Over time many musicians have collaborated with Sulpizio—some in short bursts, others, like keyboardist Ben Boye and drummer Frank Rosaly, over the long haul—and the new record includes some fresh faces. Sulpizio is that rare beast with a keen ear for detail—no doubt a byproduct of his frequent work as an engineer and producer for some of Chicago’s most beloved bands—as well as an abiding love for the spontaneity and heated interaction of live gigs. His epic improvisational abilities have been a constant in the bands led by Ryley Walker—where the guitarist cemented his bonds with both Boye and Rosaly— but he’s always focused on serving the band rather than grandstanding. Even within Health&Beauty he frequently cedes lead guitar duties to others: check out Acosta’s post-Eddie Hazel fantasias on “Saturday Night.”

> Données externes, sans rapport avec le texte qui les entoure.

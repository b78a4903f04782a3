//! Worked problem domains built on the core abstractions.

mod frog_escape;
mod snakes_ladders;

pub use frog_escape::{Croak, Pad, frog_escape};
pub use snakes_ladders::{Square, classic_jumps, snakes_and_ladders};
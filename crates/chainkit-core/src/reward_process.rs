use std::collections::HashSet;
use std::fmt::Debug;
use std::hash::Hash;

use indexmap::IndexMap;
use rand::SeedableRng;
use rand_chacha::ChaCha8Rng;

use crate::distribution::{Categorical, Distribution, FiniteDistribution};
use crate::error::ChainError;
use crate::process::{MarkovProcess, validate_wrapping, wrap_state};
use crate::state::{NonTerminal, State};

/// A Markov process whose transitions also carry a scalar reward.
pub trait MarkovRewardProcess<S: Clone> {
    /// The distribution over `(successor state, reward)` pairs for `state`.
    fn transition_reward<'a>(
        &'a self,
        state: &NonTerminal<S>,
    ) -> Result<Box<dyn Distribution<(State<S>, f64)> + 'a>, ChainError>;

    /// One simulated path yielding each transition together with its reward,
    /// ending with the step into the first terminal state.
    fn simulate_reward<'a>(
        &'a self,
        start: &'a dyn Distribution<NonTerminal<S>>,
        seed: u64,
    ) -> RewardTrace<'a, S, Self>
    where
        Self: Sized,
    {
        RewardTrace {
            process: self,
            start,
            rng: ChaCha8Rng::seed_from_u64(seed),
            current: None,
            started: false,
            done: false,
        }
    }
}

#[derive(Debug, Clone, PartialEq)]
/// One sampled transition of a reward process.
pub struct TransitionStep<S> {
    pub state: NonTerminal<S>,
    pub next_state: State<S>,
    pub reward: f64,
}

/// Lazy iterator over the transition steps of one simulated path.
pub struct RewardTrace<'a, S, P: ?Sized> {
    process: &'a P,
    start: &'a dyn Distribution<NonTerminal<S>>,
    rng: ChaCha8Rng,
    current: Option<NonTerminal<S>>,
    started: bool,
    done: bool,
}

impl<S, P> Iterator for RewardTrace<'_, S, P>
where
    S: Clone,
    P: MarkovRewardProcess<S> + ?Sized,
{
    type Item = Result<TransitionStep<S>, ChainError>;

    fn next(&mut self) -> Option<Self::Item> {
        if self.done {
            return None;
        }

        if !self.started {
            self.started = true;
            self.current = Some(self.start.sample(&mut self.rng));
        }

        let state = match self.current.take() {
            Some(state) => state,
            None => {
                self.done = true;
                return None;
            }
        };

        let distribution = match self.process.transition_reward(&state) {
            Ok(distribution) => distribution,
            Err(err) => {
                self.done = true;
                return Some(Err(err));
            }
        };

        let (next_state, reward) = distribution.sample(&mut self.rng);
        match &next_state {
            State::NonTerminal(nt) => self.current = Some(nt.clone()),
            State::Terminal(_) => self.done = true,
        }

        Some(Ok(TransitionStep {
            state,
            next_state,
            reward,
        }))
    }
}

#[derive(Debug, Clone)]
/// A Markov reward process over a finite state space, with the complete
/// transition-reward table held explicitly.
pub struct FiniteMarkovRewardProcess<S>
where
    S: Clone + Eq + Hash + Debug,
{
    transition_map: IndexMap<NonTerminal<S>, Categorical<(State<S>, f64)>>,
}

impl<S> FiniteMarkovRewardProcess<S>
where
    S: Clone + Eq + Hash + Debug,
{
    /// Build a finite reward process from a transition map over raw states.
    /// Keys become non-terminal; support-only states become terminal.
    pub fn new(transition_map: IndexMap<S, Categorical<(S, f64)>>) -> Result<Self, ChainError> {
        let sources: HashSet<S> = transition_map.keys().cloned().collect();

        let mut wrapped = IndexMap::with_capacity(transition_map.len());
        for (source, distribution) in transition_map {
            let distribution =
                distribution.map(|(next, reward)| (wrap_state(next, &sources), reward));
            wrapped.insert(NonTerminal(source), distribution);
        }

        Self::from_wrapped(wrapped)
    }

    /// Build from an already-wrapped transition map, validating wrapping
    /// consistency against the key set.
    pub fn from_wrapped(
        transition_map: IndexMap<NonTerminal<S>, Categorical<(State<S>, f64)>>,
    ) -> Result<Self, ChainError> {
        validate_wrapping(&transition_map, |distribution| {
            distribution.table().iter().map(|((next, _), _)| next)
        })?;

        Ok(Self { transition_map })
    }

    /// The non-terminal states, complete and in insertion order.
    pub fn non_terminal_states(&self) -> impl Iterator<Item = &NonTerminal<S>> {
        self.transition_map.keys()
    }

    /// The stored `(successor, reward)` distribution for `state`.
    pub fn transition_reward_map(
        &self,
        state: &NonTerminal<S>,
    ) -> Result<&Categorical<(State<S>, f64)>, ChainError> {
        self.transition_map
            .get(state)
            .ok_or_else(|| ChainError::unknown_state(&state.0))
    }
}

impl<S> MarkovRewardProcess<S> for FiniteMarkovRewardProcess<S>
where
    S: Clone + Eq + Hash + Debug,
{
    fn transition_reward<'a>(
        &'a self,
        state: &NonTerminal<S>,
    ) -> Result<Box<dyn Distribution<(State<S>, f64)> + 'a>, ChainError> {
        Ok(Box::new(self.transition_reward_map(state)?))
    }
}

impl<S> MarkovProcess<S> for FiniteMarkovRewardProcess<S>
where
    S: Clone + Eq + Hash + Debug,
{
    /// The successor-state marginal, with rewards dropped and any successors
    /// that differ only in reward merged.
    fn transition<'a>(
        &'a self,
        state: &NonTerminal<S>,
    ) -> Result<Box<dyn Distribution<State<S>> + 'a>, ChainError> {
        let marginal = self
            .transition_reward_map(state)?
            .clone()
            .map(|(next, _)| next);

        Ok(Box::new(marginal))
    }
}
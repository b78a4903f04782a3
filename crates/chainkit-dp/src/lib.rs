pub mod domains;
mod dynamic_programming;
mod error;
mod io;
mod model;

pub use dynamic_programming::{
    PolicyIteration, ValueFn, converge, evaluate_mrp, greedy_policy, policy_iteration,
    value_iteration, vf_close,
};
pub use error::ModelError;
pub use io::{build_yaml, load_yaml, save_yaml};
pub use model::{ActionSpec, ModelSpec, OutcomeSpec, StateSpec};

Shame Engine / Blood Pleasure, like its predecessors, is undeniably the product of his fertile mind, but it wouldn’t sound the way it does without the input and ideas of his collaborators. “We all have too much to gain by working with as many people as makes musical sense to us, and I really enjoy having Health&Beauty records run a wide musical gamut,” explains Sulpizio of the peripatetic line-ups of the band over time. “I've loved working with everyone I've played with over the years. Some versions of Health&Beauty seemed to live out a natural lifespan; some may come back together again. I really can't express enough how grateful I am to get to make music with the people I've worked with. Their contributions amaze me, ranging up to songwriting. Making music, going to shows or sessions or rehearsals, is joy and catharsis for me.”

“The music of Health&Beauty is the sound of love and fear oscillating through us,” he says, and, indeed, these riveting new songs express the full gamut of human emotions, toggling between extremes, but given ballast by the rich musical center conjured by the arrangements and performances. “I'm still looking for things that sound ‘weird’ to me; looking to be changed by something. So there's a lot more letting things be what they are on this record: a lot more audible exploration. Playing with Jake is insane; his tone and inclinations as a guitar player are so different from mine, and soon after we started playing together I knew that was going to be a big part of the next record, just giving space to our differences, which is so enjoyable to me to work with and listen back to.” At the same time, Sulpizio’s inner-producer couldn’t help but add gorgeous touches to certain songs, whether the sparkling viola solo Whitney Johnson (Matchesse) contributes to “Recourse,” or the plangent horn charts that inject an elegant, calming presence to songs like “Rat Shack” and “Bottom Leaves.”

Theo Karon and Sulpizio mixed the album in Los Angeles--where Boye added his keyboard parts--resulting in both the biggest-sounding record Health&Beauty has ever made, and also its most translucent. Yet the most dramatic leap on Shame Engine / Blood Pleasure may well be Sulpizio’s singing. Depending on the requirements of a given song he modulates his delivery to be sweetly empathic (“Love Can Be Kind”) unctuously unreliable (“Yr Wives”), or struggling with uncertainty (“Clown”). His phrasing consistently adds new wrinkles to already handsome melodies while imparting emotional quivers, both positive and negative.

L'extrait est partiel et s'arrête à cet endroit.